Ces deux interventions mettent en relief la prise en compte d’une démarche éthique pour construire un Bien Commun. Le progrès correspond à une extension du patrimoine de l’humanité, les vaccins en sont un exemple typique par la protection qu’ils confèrent pour tous les hommes d’être protégés de la maladie.

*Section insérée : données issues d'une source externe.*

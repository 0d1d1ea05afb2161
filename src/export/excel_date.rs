// src/export/excel_date.rs

use chrono::{DateTime, NaiveDate, NaiveDateTime};

/// Try to interpret a string as a date or datetime, returning the
/// *Excel serial* plus the matching number format.
pub(crate) fn parse_to_excel_date(s: &str) -> Option<(&'static str, f64)> {
    // Record timestamps carry a UTC offset.
    if let Ok(dt) = DateTime::parse_from_rfc3339(s) {
        let serial = naive_datetime_to_excel_serial(&dt.naive_local());
        return Some(("yyyy-mm-dd hh:mm", serial));
    }

    let dt_formats = [
        "%Y-%m-%dT%H:%M:%S",
        "%Y-%m-%d %H:%M:%S",
        "%Y-%m-%dT%H:%M",
        "%Y-%m-%d %H:%M",
    ];

    for fmt in dt_formats.iter() {
        if let Ok(dt) = NaiveDateTime::parse_from_str(s, fmt) {
            let serial = naive_datetime_to_excel_serial(&dt);
            return Some(("yyyy-mm-dd hh:mm", serial));
        }
    }

    if let Ok(d) = NaiveDate::parse_from_str(s, "%Y-%m-%d") {
        let dt = d.and_hms_opt(0, 0, 0).unwrap();
        let serial = naive_datetime_to_excel_serial(&dt);
        return Some(("yyyy-mm-dd", serial));
    }

    None
}

fn naive_datetime_to_excel_serial(dt: &NaiveDateTime) -> f64 {
    let excel_epoch = NaiveDate::from_ymd_opt(1899, 12, 30)
        .unwrap()
        .and_hms_opt(0, 0, 0)
        .unwrap();

    let duration = *dt - excel_epoch;

    let days = duration.num_days() as f64;
    let secs = (duration.num_seconds() - duration.num_days() * 86400) as f64;

    days + secs / 86400.0
}

#[cfg(test)]
mod tests {
    use super::*;

    #[test]
    fn plain_date_maps_to_whole_serial() {
        let (fmt, serial) = parse_to_excel_date("2025-06-01").unwrap();
        assert_eq!(fmt, "yyyy-mm-dd");
        assert_eq!(serial.fract(), 0.0);
        // 1900-01-01 is serial 2 against the 1899-12-30 epoch
        let (_, base) = parse_to_excel_date("1900-01-01").unwrap();
        assert_eq!(base, 2.0);
    }

    #[test]
    fn rfc3339_timestamp_is_recognized() {
        let (fmt, serial) = parse_to_excel_date("2025-06-01T08:30:00+02:00").unwrap();
        assert_eq!(fmt, "yyyy-mm-dd hh:mm");
        let (_, day) = parse_to_excel_date("2025-06-01").unwrap();
        assert!((serial - day - (8.5 / 24.0)).abs() < 1e-6);
    }

    #[test]
    fn non_dates_are_left_alone() {
        assert!(parse_to_excel_date("Alpha Rollout").is_none());
        assert!(parse_to_excel_date("8.00").is_none());
    }
}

L’innovation technologique prend le sens de progrès lorsqu’elle s’insère dans une démarche éthique orientée par la lutte contre les maux de l’humanité et lorsque potentiellement elle bénéficie à tous. Elle ne suffit pas en elle-même à définir un progrès, la recherche de Justice, d’une politique de Justice envers les êtres humains s’avère une boussole pour discerner ce qui va contribuer au Bien Commun. La démarche éthique représente une orientation, mais encore faut-il l’intégrer dans le concret d’une époque, le contexte d’une société avec tous ses champs du possible, au moment où se produit ce que Frédéric Worms appelle « la traversée du négatif ».
Notre époque doit renouer avec le progrès. Face aux périls qui nous menacent, tous les efforts du scientifique, du politique, du technicien… toutes les personnes de bonne volonté doivent s’unir dans la foi de notre capacité à surmonter les fléaux qui menacent notre survie. La pierre scientifique ne représente pas la pierre philosophale des alchimistes du Moyen-Âge mais elle reste une donnée essentielle de notre quête de vérité et de justice.
Christiane Giraud-Barra
- Frédéric Worms, « Les leçons d’une pandémie » ; Béatrice Oiry « Le Christianisme : une boussole pour l’avenir ? », interventions Semaines sociales de France, octobre 2021.
- L’Algérie, l’Egypte… La plupart des pays du continent africain.